Summary: [PATCH] Inefficient concatenation of ContinueRecord contents in AbstractEscherHolderRecord
Product: POI Reporter: Trejkaz (pen name) <trejkaz>
Component: HSSFAssignee: POI Developers List <dev>
Severity: major Keywords: PatchAvailable
Priority: P2    
Version: 3.5-FINAL   
Target Milestone: ---   
Hardware: All   
OS: All   
Attachments: Proposed patch
Proposed patch

Description Trejkaz (pen name) 2010-04-06 03:49:05 UTC
We encountered a spreadsheet with a lot of drawings in it, which resulted in a DrawingGroupRecord which was so large it had multiple separate ContinueRecord entries to make up all its data.

Subsequently, the gradual growing of the byte array as these were encountered became a performance issue, with the file taking around 20 minutes to load.

I can't provide a sample file, but I will provide a patch which reduces this case to around 3 seconds.
Comment 1 Trejkaz (pen name) 2010-04-06 03:52:15 UTC
Created attachment 25231 [details]
Proposed patch

Proposed patch fixes the issue for that specific record type.

I took a look at some other record types (e.g. DrawingRecord.)  A lot of them assume a single ContinueRecord and indeed I haven't seen a case of them having more than one.  But in the event that one day they do, this solution would work there as well.
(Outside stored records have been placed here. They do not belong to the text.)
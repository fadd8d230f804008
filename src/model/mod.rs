//! Data model for constituency parse trees.
//!
//! # Tree representation
//! Trees are represented by [ParseTree], which uses the arena pattern to store
//! [Node]s referenced by [NodeId]. Each node's [Payload] is either a list of
//! children (non-terminal) or a word (terminal); parents are plain indices.
//!
//! # Building trees
//! Trees are constructed during parsing via the [TreeBuilder] trait, which
//! decouples the [BracketParser](crate::bracket::BracketParser) from concrete
//! tree types:
//!
//! - [ParseTreeBuilder] → [ParseTree]
//!
//! # Conventions
//! Root label and path glues are fixed per tree by a [TreeConfig].

pub mod config;
pub mod node;
pub mod parse_tree_builder;
pub mod tree;
pub mod tree_builder;

pub use config::TreeConfig;
pub use node::{Node, Payload};
pub use parse_tree_builder::ParseTreeBuilder;
pub use tree::{NodeId, ParseTree, ROOT_ID};
pub use tree_builder::TreeBuilder;
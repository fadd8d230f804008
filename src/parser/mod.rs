//! Low-level parsing infrastructure for bracketed parse strings.
//!
//! This module provides the token stream the
//! [BracketParser](crate::bracket::BracketParser) scans, string normalization
//! helpers for whole documents, and error handling.

pub mod parsing_error;
pub mod token_stream;
pub mod utils;

pub use parsing_error::{ParsingError, ParsingErrorType};
//! Configuration, filesystem paths and logging setup shared by the PartyHaus
//! binaries and services.

mod config;
mod error;
mod logging;
mod paths;

pub use config::{
    Config, DeliveryStoreKind, EmailStatusPolicy, DEFAULT_EMAIL_FROM, DEFAULT_LOG_LEVEL,
    DEFAULT_SESSION_RESTORE_TIMEOUT_MS, DEFAULT_SUPABASE_PUBLISHABLE_KEY, DEFAULT_SUPABASE_URL,
    DEFAULT_WEBHOOK_BIND_ADDR,
};
pub use error::{CoreError, CoreResult};
pub use logging::{init_logging, init_logging_for_service, parse_level};
pub use paths::Paths;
Another thing I noticed is that other record types explicitly keep the ContinueRecord data separate and serialise it separately, whereas with EscherDrawingRecord this was not the case.  This may not be a problem though, I just thought it was worth noting.
Comment 2 Trejkaz (pen name) 2010-04-06 04:33:32 UTC
Created attachment 25232 [details]
Proposed patch

Newer version after our own review.
Comment 3 Nick Burch 2010-05-05 12:46:41 UTC
Thanks for the patch, applied in r941379.